Re: MMCCAM hang

From: Bjoern A. Zeeb <bzeeb-lists_at_lists.zabbadoz.net>
Date: Tue, 09 Jan 2024 16:48:53 UTC
On Tue, 9 Jan 2024, Bjoern A. Zeeb wrote:

> On Tue, 9 Jan 2024, Emmanuel Vadot wrote:
>
>> On Tue, 9 Jan 2024 11:36:32 +0100
>> Søren Schmidt <soren.schmidt@gmail.com> wrote:
>> 
>>>> On 28 Dec 2023, at 02.08, Warner Losh <imp@bsdimp.com> wrote:
>>>> On Wed, Dec 27, 2023, 4:55?PM Bjoern A. Zeeb 
>>>> <bzeeb-lists@lists.zabbadoz.net <mailto:bzeeb-lists@lists.zabbadoz.net>> 
>>>> wrote:
>>>>> Hi,
>>>>> 
>>>>> sdhci_fsl_fdt0: Desired SD/MMC freq: 50000000, actual: 50000000; base 
>>>>> 700000000 prescale 1 divisor 14
>>>>> GEOM: new disk sdda0
>>>>> sdda0 at sdhci_slot0 bus 0 scbus0 target 0 lun 0
>>>>> sdda0: Relative addr: 00000002
>>>>> Card features: <MMC Memory High-Capacity>
>>>>> Card random: unblocking device.
>>>>> GEOM: new disk sdda0boot0
>>>>> memory OCR: 00ff8080
>>>>> sdda0: Serial Number .......
>>>>> sdda0: MMCHC .................................. by 17 0x0000
>>>>> GEOM: new disk sdda0boot1
>>>>> uhub0: 2 ports with 2 removable, self powered
>>>>> 
>>>>> at which point basically anything hangs.  In auto-boot it is
>>>>> before/during file-system checks.
>>>>> In single user mode camcontrol devlist will show sdda0
>>>>> but
>>>>> 
>>>>> root@:/ # gpart show sdda0
>>>>> load: 6.06  cmd: gpart 24 [g_waitfor_event] 1.28r 0.00u 0.00s 0% 2088k
>>>>> {forever}
>>>>> 
>>>>> 
>>>>> Unclear at which point I broke to debugger and this is where it seems to
>>>>> hang:
>>>>> 
>>>>> db> trace 100088
>>>>> Tracing pid 4 tid 100088 td 0xffff0000dc527000
>>>>> ipi_stop() at ipi_stop+0x34
>>>>> arm_gic_v3_intr() at arm_gic_v3_intr+0xe4
>>>>> intr_irq_handler() at intr_irq_handler+0x80
>>>>> handle_el1h_irq() at handle_el1h_irq+0x14
>>>>> --- interrupt
>>>>> spinlock_exit() at spinlock_exit+0x44
>>>>> callout_reset_sbt_on() at callout_reset_sbt_on+0x210
>>>>> sdhci_cam_action() at sdhci_cam_action+0x284
>>>>> xpt_run_devq() at xpt_run_devq+0x4c8
>>>>> xpt_action_default() at xpt_action_default+0x470
>>>>> sddastart() at sddastart+0x1bc
>>>>> xpt_run_allocq() at xpt_run_allocq+0xa8
>>>>> xpt_done_process() at xpt_done_process+0x610
>>>>> xpt_done_td() at xpt_done_td+0x1a8
>>>>> fork_exit() at fork_exit+0x8c
>>>>> fork_trampoline() at fork_trampoline+0x18
>>>>> 
>>>>> 
>>>>> Anyone an idea?
>>>> 
>>>> 
>>>> 
>>>> Looks like deadlock with another thread.

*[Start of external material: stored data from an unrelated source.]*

//! Error type shared by every portal operation.
//!
//! Each variant corresponds to one class of failure a user action can hit:
//! form validation, unknown identifiers, spreadsheet parsing, formats that
//! were compiled out, and the I/O underneath snapshots and exports.

use thiserror::Error;

/// Result alias used across the crate.
pub type Result<T> = std::result::Result<T, PortalError>;

#[derive(Debug, Error)]
pub enum PortalError {
    /// A submitted form failed validation. Nothing was mutated.
    #[error("{field}: {message}")]
    Validation { field: String, message: String },

    #[error("{kind} '{id}' not found")]
    NotFound { kind: String, id: String },

    #[error("{what} already exists")]
    Duplicate { what: String },

    /// The uploaded spreadsheet could not be reconciled.
    #[error("Import failed at {sheet}!{cell}: {message}")]
    Import {
        sheet: String,
        cell: String,
        message: String,
    },

    #[error("{feature} export requires the '{package}' package (enable the '{feature}' feature)")]
    MissingDependency {
        feature: &'static str,
        package: &'static str,
    },

    #[error("Invalid configuration: {0}")]
    Config(String),

    #[error("I/O error: {0}")]
    Io(#[from] std::io::Error),

    #[error("Snapshot error: {0}")]
    Snapshot(#[from] bincode::Error),

    #[error("JSON error: {0}")]
    Json(#[from] serde_json::Error),

    #[cfg(feature = "xlsx")]
    #[error("Spreadsheet write error: {0}")]
    Xlsx(#[from] rust_xlsxwriter::XlsxError),

    #[cfg(feature = "xlsx")]
    #[error("Spreadsheet read error: {0}")]
    Calamine(#[from] calamine::XlsxError),

    #[error("Template error: {0}")]
    Template(String),
}

impl PortalError {
    pub fn validation(field: impl Into<String>, message: impl Into<String>) -> Self {
        PortalError::Validation {
            field: field.into(),
            message: message.into(),
        }
    }

    pub fn not_found(kind: impl Into<String>, id: impl Into<String>) -> Self {
        PortalError::NotFound {
            kind: kind.into(),
            id: id.into(),
        }
    }

    pub fn import(
        sheet: impl Into<String>,
        cell: impl Into<String>,
        message: impl Into<String>,
    ) -> Self {
        PortalError::Import {
            sheet: sheet.into(),
            cell: cell.into(),
            message: message.into(),
        }
    }
}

Anybody else in the time keeping 
>>>> / callout code?
>>> 
>>> I think this is related to the MMC driver having issues (MMCCAM or not).
>>> If I try to use a MMC sdcard on any of my rk35X8 boards as the disk device 
>>> it will eventually hang on first access to the MMC controlled media.
>>> I thought I had an issue here with my dev setup but clealy I'm not alone 
>>> :)
>> 
>> SDCard on RK356X don't use sdhci but dwmmc so it's not related to what
>> bz@ is seeing.
>> That being said I have no problem using dwmmc as the root device on my
>> nanopi r5s or quartz64.
>
> For what is worth my current feeling seems to be it is related to the
> boot[01] disks on the eMMC.

okay, I quickly tried the funny bit to skip them (no disk created).
Th errors from the sdda stopped after about 25-ish times.  I didn't
check the commands if they were the same.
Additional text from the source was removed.